Introducing the New-and-Improved Hedge Accounting Rules
The Financial Accounting Standards Board (FASB) recently issued Accounting Standards Update (ASU) No. 2017-12, Derivatives and Hedging (Topic 815): Targeted Improvements to Accounting for Hedging Activities. The updated standard makes the hedge accounting guidance easier to understand and apply to a wider range of transactions.
Old rules
Businesses often use hedging strategies to protect earnings from unexpected price jumps in raw materials, changes in interest rates or fluctuations in foreign currencies. How do these strategies work? A business purchases futures, options or swaps and then designates these derivative instruments to a hedged item. Gains and losses from both items are then recognized in the same period.
Effective use of hedge accounting can help minimize volatility in a company’s earnings.
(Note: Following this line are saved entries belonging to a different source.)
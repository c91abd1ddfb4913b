//! # Database Pool Management
//!
//! Connection pool creation and configuration for SQLite.
//!
//! ## Architecture
//! ```text
//! ┌─────────────────────────────────────────────────────────────────────────┐
//! │                      Database Connection Pool                           │
//! │                                                                         │
//! │  Service startup                                                       │
//! │       │                                                                 │
//! │       ▼                                                                 │
//! │  EngineConfig::load() ─► DbConfig ← pool settings                      │
//! │       │                                                                 │
//! │       ▼                                                                 │
//! │  Database::new(config).await ← Create pool + run migrations            │
//! │       │                                                                 │
//! │       ▼                                                                 │
//! │  ┌─────────────────────────────────────────┐                           │
//! │  │            SqlitePool                    │                           │
//! │  │  ┌─────┐ ┌─────┐ ┌─────┐ ┌─────┐       │                           │
//! │  │  │Conn1│ │Conn2│ │Conn3│ │Conn4│ ...   │  (max_connections)        │
//! │  │  └─────┘ └─────┘ └─────┘ └─────┘       │                           │
//! │  └─────────────────────────────────────────┘                           │
//! │       │                                                                 │
//! │       │ One connection per request worker                              │
//! │       ▼                                                                 │
//! │  allocate ──► Conn1 (BEGIN … COMMIT)                                   │
//! │  putaway  ──► Conn2 (waits up to busy_timeout for the write lock)      │
//! │  transfer ──► Conn3                                                    │
//! │                                                                         │
//! └─────────────────────────────────────────────────────────────────────────┘
//! ```
//!
//! ## WAL Mode
//! Readers never block the single writer and vice versa. Writers queue on
//! SQLite's write lock for at most `busy_timeout`; past that the operation
//! fails with `ConcurrencyConflict` and the caller retries.

use sqlx::sqlite::{SqliteConnectOptions, SqliteJournalMode, SqlitePoolOptions, SqliteSynchronous};
use sqlx::{Sqlite, SqlitePool, Transaction};
use std::path::PathBuf;
use std::str::FromStr;
use std::time::Duration;
use tracing::{debug, info};

use crate::config::{EngineConfig, EngineSettings};
use crate::engine::adjustment::AdjustmentEngine;
use crate::engine::allocation::AllocationEngine;
use crate::engine::putaway::PutawayCommitter;
use crate::engine::transfer::TransferOperator;
use crate::error::{DbError, DbResult};
use crate::migrations;
use crate::repository::inventory::InventoryRepository;
use crate::repository::ledger::LedgerRepository;
use crate::repository::location::LocationRepository;
use crate::repository::picking::PickRepository;
use crate::repository::policy::PolicyRepository;

// =============================================================================
// Configuration
// =============================================================================

/// Database configuration.
///
/// ## Example
/// ```rust,ignore
/// let config = DbConfig::new("/var/lib/depot/depot.db")
///     .max_connections(16)
///     .busy_timeout(Duration::from_secs(2));
/// ```
#[derive(Debug, Clone)]
pub struct DbConfig {
    /// Path to the SQLite database file.
    pub database_path: PathBuf,

    /// Maximum number of connections in the pool.
    /// Default: 8
    pub max_connections: u32,

    /// Minimum number of connections to keep alive.
    /// Default: 1
    pub min_connections: u32,

    /// Connection acquire timeout.
    /// Default: 30 seconds
    pub connect_timeout: Duration,

    /// Idle timeout before closing a connection.
    /// Default: 10 minutes
    pub idle_timeout: Duration,

    /// How long a writer waits for SQLite's write lock.
    /// Default: 5 seconds
    pub busy_timeout: Duration,

    /// Whether to run migrations on connect.
    /// Default: true
    pub run_migrations: bool,
}

impl DbConfig {
    /// Creates a new database configuration with the given path.
    ///
    /// ## Arguments
    /// * `path` - Path to the SQLite database file. Will be created if it doesn't exist.
    pub fn new(path: impl Into<PathBuf>) -> Self {
        DbConfig {
            database_path: path.into(),
            max_connections: 8,
            min_connections: 1,
            connect_timeout: Duration::from_secs(30),
            idle_timeout: Duration::from_secs(600),
            busy_timeout: Duration::from_secs(5),
            run_migrations: true,
        }
    }

    /// Sets the maximum number of connections.
    pub fn max_connections(mut self, max: u32) -> Self {
        self.max_connections = max;
        self
    }

    /// Sets the minimum number of connections.
    pub fn min_connections(mut self, min: u32) -> Self {
        self.min_connections = min;
        self
    }

    /// Sets the connection timeout.
    pub fn connect_timeout(mut self, timeout: Duration) -> Self {
        self.connect_timeout = timeout;
        self
    }

    /// Sets the writer lock wait.
    pub fn busy_timeout(mut self, timeout: Duration) -> Self {
        self.busy_timeout = timeout;
        self
    }

    /// Sets whether to run migrations on connect.
    pub fn run_migrations(mut self, run: bool) -> Self {
        self.run_migrations = run;
        self
    }

    /// Creates an in-memory database configuration (for testing).
    ///
    /// ## Usage
    /// ```rust,ignore
    /// let db = Database::new(DbConfig::in_memory()).await?;
    /// // Database is isolated, perfect for tests
    /// ```
    pub fn in_memory() -> Self {
        DbConfig {
            database_path: PathBuf::from(":memory:"),
            max_connections: 1, // In-memory requires single connection
            min_connections: 1,
            connect_timeout: Duration::from_secs(5),
            idle_timeout: Duration::from_secs(600),
            busy_timeout: Duration::from_secs(5),
            run_migrations: true,
        }
    }
}

// =============================================================================
// Database
// =============================================================================

/// Main database handle providing repository and engine access.
///
/// The handle is cheap to clone and is passed explicitly to whatever needs
/// it; there is no process-wide connection singleton. Each engine operation
/// comes in two forms:
///
/// ```text
/// db.allocation().allocate(&req)                  ← own transaction
/// db.allocation().allocate_in(&mut tx, &req)      ← caller's session
/// ```
#[derive(Debug, Clone)]
pub struct Database {
    /// The SQLite connection pool.
    pool: SqlitePool,

    /// Policy defaults for owners without an `inventory_policies` row.
    settings: EngineSettings,
}

impl Database {
    /// Creates a new database connection pool.
    ///
    /// ## What This Does
    /// 1. Creates the database file if it doesn't exist
    /// 2. Configures SQLite:
    ///    - WAL mode for concurrent reads
    ///    - NORMAL synchronous (balance of safety/speed)
    ///    - Foreign keys enabled (ledger rows must reference real lines)
    ///    - busy_timeout for queued writers
    /// 3. Creates the connection pool
    /// 4. Runs migrations (if enabled)
    pub async fn new(config: DbConfig) -> DbResult<Self> {
        info!(
            path = %config.database_path.display(),
            "Initializing database connection"
        );

        // sqlite://path creates file if not exists
        let connect_url = format!("sqlite://{}?mode=rwc", config.database_path.display());

        let connect_options = SqliteConnectOptions::from_str(&connect_url)
            .map_err(|e| DbError::ConnectionFailed(e.to_string()))?
            .journal_mode(SqliteJournalMode::Wal)
            .synchronous(SqliteSynchronous::Normal)
            // SQLite has them disabled by default for backwards compatibility
            .foreign_keys(true)
            .busy_timeout(config.busy_timeout)
            .create_if_missing(true);

        debug!("Connection options configured");

        let pool = SqlitePoolOptions::new()
            .max_connections(config.max_connections)
            .min_connections(config.min_connections)
            .acquire_timeout(config.connect_timeout)
            .idle_timeout(Some(config.idle_timeout))
            .connect_with(connect_options)
            .await
            .map_err(|e| DbError::ConnectionFailed(e.to_string()))?;

        info!(
            max_connections = config.max_connections,
            "Database pool created"
        );

        let db = Database {
            pool,
            settings: EngineSettings::default(),
        };

        if config.run_migrations {
            db.run_migrations().await?;
        }

        Ok(db)
    }

    /// Creates the pool and engine settings from an [`EngineConfig`].
    pub async fn from_engine_config(config: &EngineConfig) -> DbResult<Self> {
        let db = Database::new(config.db_config()).await?;
        Ok(db.with_settings(EngineSettings::from(config)))
    }

    /// Replaces the policy defaults.
    pub fn with_settings(mut self, settings: EngineSettings) -> Self {
        self.settings = settings;
        self
    }

    /// Runs database migrations.
    ///
    /// Idempotent: safe to run multiple times.
    pub async fn run_migrations(&self) -> DbResult<()> {
        info!("Running database migrations");
        migrations::run_migrations(&self.pool).await?;
        info!("Migrations complete");
        Ok(())
    }

    /// Returns a reference to the connection pool.
    pub fn pool(&self) -> &SqlitePool {
        &self.pool
    }

    /// Returns the policy defaults in effect.
    pub fn settings(&self) -> EngineSettings {
        self.settings
    }

    /// Opens a transaction for callers composing several engine operations.
    ///
    /// ## Example
    /// ```rust,ignore
    /// let mut tx = db.begin().await?;
    /// db.putaway().commit_in(&mut tx, &first).await?;
    /// db.putaway().commit_in(&mut tx, &second).await?;
    /// tx.commit().await?;
    /// ```
    pub async fn begin(&self) -> DbResult<Transaction<'static, Sqlite>> {
        Ok(self.pool.begin().await?)
    }

    /// Returns the inventory record store (read paths).
    pub fn inventory(&self) -> InventoryRepository {
        InventoryRepository::new(self.pool.clone())
    }

    /// Returns the movement ledger (read paths + reconciliation).
    pub fn ledger(&self) -> LedgerRepository {
        LedgerRepository::new(self.pool.clone())
    }

    /// Returns the pick assignment repository.
    pub fn picks(&self) -> PickRepository {
        PickRepository::new(self.pool.clone())
    }

    /// Returns the location master lookup.
    pub fn locations(&self) -> LocationRepository {
        LocationRepository::new(self.pool.clone())
    }

    /// Returns the per-owner policy repository.
    pub fn policies(&self) -> PolicyRepository {
        PolicyRepository::new(self.pool.clone())
    }

    /// Returns the allocation (outbound picking) engine.
    pub fn allocation(&self) -> AllocationEngine {
        AllocationEngine::new(self.pool.clone(), self.settings)
    }

    /// Returns the putaway / receiving committer.
    pub fn putaway(&self) -> PutawayCommitter {
        PutawayCommitter::new(self.pool.clone(), self.settings)
    }

    /// Returns the transfer operator.
    pub fn transfers(&self) -> TransferOperator {
        TransferOperator::new(self.pool.clone(), self.settings)
    }

    /// Returns the adjustment engine (stock-take, QA hold).
    pub fn adjustments(&self) -> AdjustmentEngine {
        AdjustmentEngine::new(self.pool.clone())
    }

    /// Closes the database connection pool.
    pub async fn close(&self) {
        info!("Closing database connection pool");
        self.pool.close().await;
    }

    /// Checks if the database is healthy (can execute queries).
    pub async fn health_check(&self) -> bool {
        sqlx::query("SELECT 1")
            .execute(&self.pool)
            .await
            .is_ok()
    }
}

// =============================================================================
// Unit Tests
// =============================================================================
But many businesses don’t apply the hedge accounting rules, even if they’re using hedging strategies.
One reason is the high barrier to qualify for hedge accounting: Developed in the aftermath of high-profile financial derivatives blowups in the 1990s, the existing rules require hedged transactions to be documented at inception and to be “highly effective.” Businesses must periodically assess the transactions for their effectiveness.
Another reason businesses refrain from applying the hedge accounting rules is that the potential for errors is too high. The guidance on hedging is one of the most complex areas of U.S. Generally Accepted Accounting Principles (GAAP). And hedge accounting problems are a significant reason companies have to restate their earnings.
In turn, investors complain that, when a business sidesteps the hedge accounting rules, it prevents them from truly understanding how the business operates. The new standard tries to address these potential shortcomings.
New rules
ASU 2017-12 expands the strategies that are eligible for hedge accounting to include: 1) hedges of the benchmark rate component of the contractual coupon cash flows of fixed-rate assets or liabilities, 2) hedges of the portion of a closed portfolio of prepayable assets not expected to prepay, and 3) partial-term hedges of fixed-rate assets or liabilities.
In addition, the updated standard allows for hedging of nonfinancial components, such as corrugated material in a cardboard box or rubber in a tire. With the update, companies will, for example, be able to isolate the risk associated with variability in cash flows attributable to a raw ingredient used to make a final product. There is a catch, however: To qualify for hedge accounting, the price of the component must be specifically carved out in a purchase (or sale) contract.
The FASB also eliminated what critics have called an onerous penalty in the “shortcut” method of hedge accounting. This is a simplified hedge accounting technique that can be used for certain interest rate swaps. Under the old rules, if a company applies the shortcut method to a transaction and management subsequently determines that using the shortcut method was inappropriate, the hedge accounting rules can’t be applied to the transaction. With ASU 2017-12, companies in this situation can use the long-haul method to assess effectiveness.
Other updates include:
- Eliminating the concept of recording hedge “ineffectiveness,”
- Adding the Securities Industry and Financial Markets Association (SIFMA) Municipal Swap Rate to a list of acceptable benchmark interest rates for hedges of fixed-interest-rate items,
- Revising the presentation and disclosure requirements for hedging to be more user-friendly, and
- Providing practical expedients to make it easier for private businesses to apply the hedge accounting guidance.
“Companies and investors alike have expressed overwhelming support for this long-awaited standard,” FASB Chairman Russell Golden said in a statement. “Thanks to their input, the final ASU better aligns the accounting rules with a company’s risk management activities, better reflects the economic results of hedging in the financial statements, and simplifies hedge accounting treatment.”
Effective date
The update will be effective for public companies for reporting periods starting after December 15, 2018. Private companies and other organizations will have an extra year to comply with the changes. The FASB is permitting early adoption. Companies that use hedging strategies universally welcome the changes to the hedging guidance, and many expect to implement the updated standard early.